> **Stored data entries**:
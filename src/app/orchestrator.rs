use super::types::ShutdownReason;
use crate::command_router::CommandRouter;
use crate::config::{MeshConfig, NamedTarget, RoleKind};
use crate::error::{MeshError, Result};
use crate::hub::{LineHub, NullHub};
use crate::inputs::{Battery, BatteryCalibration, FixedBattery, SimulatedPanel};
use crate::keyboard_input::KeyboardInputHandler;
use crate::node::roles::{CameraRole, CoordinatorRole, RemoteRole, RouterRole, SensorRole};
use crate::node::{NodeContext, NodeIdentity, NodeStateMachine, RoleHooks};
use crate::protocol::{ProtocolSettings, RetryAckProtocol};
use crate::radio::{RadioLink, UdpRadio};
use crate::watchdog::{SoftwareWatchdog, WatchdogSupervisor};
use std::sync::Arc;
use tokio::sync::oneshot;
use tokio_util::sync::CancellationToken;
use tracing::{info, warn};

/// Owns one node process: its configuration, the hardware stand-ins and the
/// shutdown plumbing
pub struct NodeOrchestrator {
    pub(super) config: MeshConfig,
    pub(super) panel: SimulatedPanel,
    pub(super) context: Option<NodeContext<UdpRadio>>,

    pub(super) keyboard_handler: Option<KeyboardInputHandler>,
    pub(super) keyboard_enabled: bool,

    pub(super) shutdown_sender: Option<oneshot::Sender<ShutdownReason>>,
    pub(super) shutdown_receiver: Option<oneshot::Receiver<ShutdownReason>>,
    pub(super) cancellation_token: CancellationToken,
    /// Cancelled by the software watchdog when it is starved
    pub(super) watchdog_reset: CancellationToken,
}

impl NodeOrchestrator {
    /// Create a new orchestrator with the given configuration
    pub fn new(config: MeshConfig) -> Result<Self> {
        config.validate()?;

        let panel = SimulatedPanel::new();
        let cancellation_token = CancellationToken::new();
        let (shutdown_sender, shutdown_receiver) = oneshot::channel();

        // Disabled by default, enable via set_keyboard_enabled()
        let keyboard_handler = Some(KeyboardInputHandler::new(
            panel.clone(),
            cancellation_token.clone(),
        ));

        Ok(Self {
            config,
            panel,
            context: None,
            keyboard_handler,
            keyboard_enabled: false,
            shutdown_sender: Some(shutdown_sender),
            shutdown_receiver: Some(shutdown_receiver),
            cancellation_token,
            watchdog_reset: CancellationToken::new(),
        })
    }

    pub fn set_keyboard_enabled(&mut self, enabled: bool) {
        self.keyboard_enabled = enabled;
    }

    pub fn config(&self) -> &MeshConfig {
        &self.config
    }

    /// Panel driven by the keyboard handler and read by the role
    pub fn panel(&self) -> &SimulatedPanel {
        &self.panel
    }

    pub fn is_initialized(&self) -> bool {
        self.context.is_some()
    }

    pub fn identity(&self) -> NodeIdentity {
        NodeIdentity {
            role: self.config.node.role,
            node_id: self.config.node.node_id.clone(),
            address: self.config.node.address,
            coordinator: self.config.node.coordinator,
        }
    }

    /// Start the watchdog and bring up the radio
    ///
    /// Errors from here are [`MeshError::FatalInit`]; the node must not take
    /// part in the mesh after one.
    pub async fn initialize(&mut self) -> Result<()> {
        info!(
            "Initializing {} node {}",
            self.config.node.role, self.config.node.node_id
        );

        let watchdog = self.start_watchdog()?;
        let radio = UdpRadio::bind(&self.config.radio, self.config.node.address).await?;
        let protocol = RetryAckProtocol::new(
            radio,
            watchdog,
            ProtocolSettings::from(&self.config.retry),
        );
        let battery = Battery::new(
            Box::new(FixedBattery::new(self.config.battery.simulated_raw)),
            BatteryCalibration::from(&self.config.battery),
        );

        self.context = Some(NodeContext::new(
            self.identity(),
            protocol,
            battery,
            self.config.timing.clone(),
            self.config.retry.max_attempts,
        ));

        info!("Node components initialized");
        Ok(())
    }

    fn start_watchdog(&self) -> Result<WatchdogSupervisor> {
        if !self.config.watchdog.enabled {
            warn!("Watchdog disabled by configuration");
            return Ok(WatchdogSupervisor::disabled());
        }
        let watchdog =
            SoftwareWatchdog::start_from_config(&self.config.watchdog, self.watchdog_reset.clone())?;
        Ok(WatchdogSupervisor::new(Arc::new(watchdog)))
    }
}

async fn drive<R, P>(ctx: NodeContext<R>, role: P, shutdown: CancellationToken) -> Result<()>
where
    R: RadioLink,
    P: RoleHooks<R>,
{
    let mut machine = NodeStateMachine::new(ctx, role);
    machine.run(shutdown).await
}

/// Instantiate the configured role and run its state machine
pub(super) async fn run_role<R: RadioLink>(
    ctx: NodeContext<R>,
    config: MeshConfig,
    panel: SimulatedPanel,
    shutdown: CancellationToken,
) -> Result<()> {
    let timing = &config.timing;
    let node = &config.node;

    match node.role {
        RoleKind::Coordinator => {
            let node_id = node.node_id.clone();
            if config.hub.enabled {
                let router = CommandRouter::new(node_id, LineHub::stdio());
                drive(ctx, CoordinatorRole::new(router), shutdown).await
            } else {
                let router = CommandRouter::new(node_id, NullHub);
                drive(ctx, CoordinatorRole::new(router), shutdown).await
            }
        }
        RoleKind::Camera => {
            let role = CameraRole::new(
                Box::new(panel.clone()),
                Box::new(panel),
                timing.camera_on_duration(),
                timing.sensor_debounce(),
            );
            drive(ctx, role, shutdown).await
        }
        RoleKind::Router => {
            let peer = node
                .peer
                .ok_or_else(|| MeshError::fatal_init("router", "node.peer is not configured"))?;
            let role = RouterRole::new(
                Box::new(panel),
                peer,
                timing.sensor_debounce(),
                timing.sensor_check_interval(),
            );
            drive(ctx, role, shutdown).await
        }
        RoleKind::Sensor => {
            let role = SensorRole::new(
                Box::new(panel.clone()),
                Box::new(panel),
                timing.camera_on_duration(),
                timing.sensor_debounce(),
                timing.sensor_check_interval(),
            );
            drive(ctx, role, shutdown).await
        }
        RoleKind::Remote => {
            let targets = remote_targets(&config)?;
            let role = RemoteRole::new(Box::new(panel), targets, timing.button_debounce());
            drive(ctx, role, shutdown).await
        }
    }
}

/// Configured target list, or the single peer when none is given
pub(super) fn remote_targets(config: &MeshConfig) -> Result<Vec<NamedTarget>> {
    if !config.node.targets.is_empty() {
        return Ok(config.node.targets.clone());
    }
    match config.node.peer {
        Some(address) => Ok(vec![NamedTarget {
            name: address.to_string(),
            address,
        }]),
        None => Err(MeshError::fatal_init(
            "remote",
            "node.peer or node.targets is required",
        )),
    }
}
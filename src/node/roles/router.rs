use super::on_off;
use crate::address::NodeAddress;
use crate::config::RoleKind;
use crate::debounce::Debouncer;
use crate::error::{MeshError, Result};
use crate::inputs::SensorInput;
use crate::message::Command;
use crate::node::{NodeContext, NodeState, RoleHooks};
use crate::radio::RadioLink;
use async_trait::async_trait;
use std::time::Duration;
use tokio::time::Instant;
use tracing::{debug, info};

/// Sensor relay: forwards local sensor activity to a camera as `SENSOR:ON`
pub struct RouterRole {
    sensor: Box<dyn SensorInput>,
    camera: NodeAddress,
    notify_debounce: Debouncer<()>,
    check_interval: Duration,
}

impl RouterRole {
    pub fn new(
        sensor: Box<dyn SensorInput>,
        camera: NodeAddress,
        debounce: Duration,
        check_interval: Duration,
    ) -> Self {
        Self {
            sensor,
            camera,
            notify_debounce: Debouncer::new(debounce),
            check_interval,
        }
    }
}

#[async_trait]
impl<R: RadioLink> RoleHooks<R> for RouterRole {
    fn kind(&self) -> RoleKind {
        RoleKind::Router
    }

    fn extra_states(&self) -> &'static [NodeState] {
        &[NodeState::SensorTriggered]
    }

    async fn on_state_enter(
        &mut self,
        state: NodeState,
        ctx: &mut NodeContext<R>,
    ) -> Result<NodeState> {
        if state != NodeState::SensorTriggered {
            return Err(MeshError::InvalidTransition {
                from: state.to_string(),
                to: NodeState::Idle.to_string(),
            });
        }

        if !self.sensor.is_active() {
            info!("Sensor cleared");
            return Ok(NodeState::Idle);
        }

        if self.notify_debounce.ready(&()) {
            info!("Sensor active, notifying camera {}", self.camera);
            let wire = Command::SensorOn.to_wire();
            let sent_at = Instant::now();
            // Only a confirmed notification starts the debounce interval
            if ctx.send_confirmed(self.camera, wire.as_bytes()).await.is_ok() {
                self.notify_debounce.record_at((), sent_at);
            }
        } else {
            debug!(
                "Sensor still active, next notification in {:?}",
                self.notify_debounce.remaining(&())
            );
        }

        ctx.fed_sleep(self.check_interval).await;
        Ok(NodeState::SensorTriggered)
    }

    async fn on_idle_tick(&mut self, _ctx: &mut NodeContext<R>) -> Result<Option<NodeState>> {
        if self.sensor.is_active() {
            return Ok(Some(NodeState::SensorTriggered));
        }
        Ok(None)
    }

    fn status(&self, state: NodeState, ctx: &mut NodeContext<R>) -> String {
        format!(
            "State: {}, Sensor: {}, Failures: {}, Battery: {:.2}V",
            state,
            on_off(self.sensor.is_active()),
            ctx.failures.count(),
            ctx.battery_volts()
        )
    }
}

> **Exercise brief**:
Among the lines in the data above, find those containing "UdpRadio" and give only how many there are.

> **Solved problem**:
3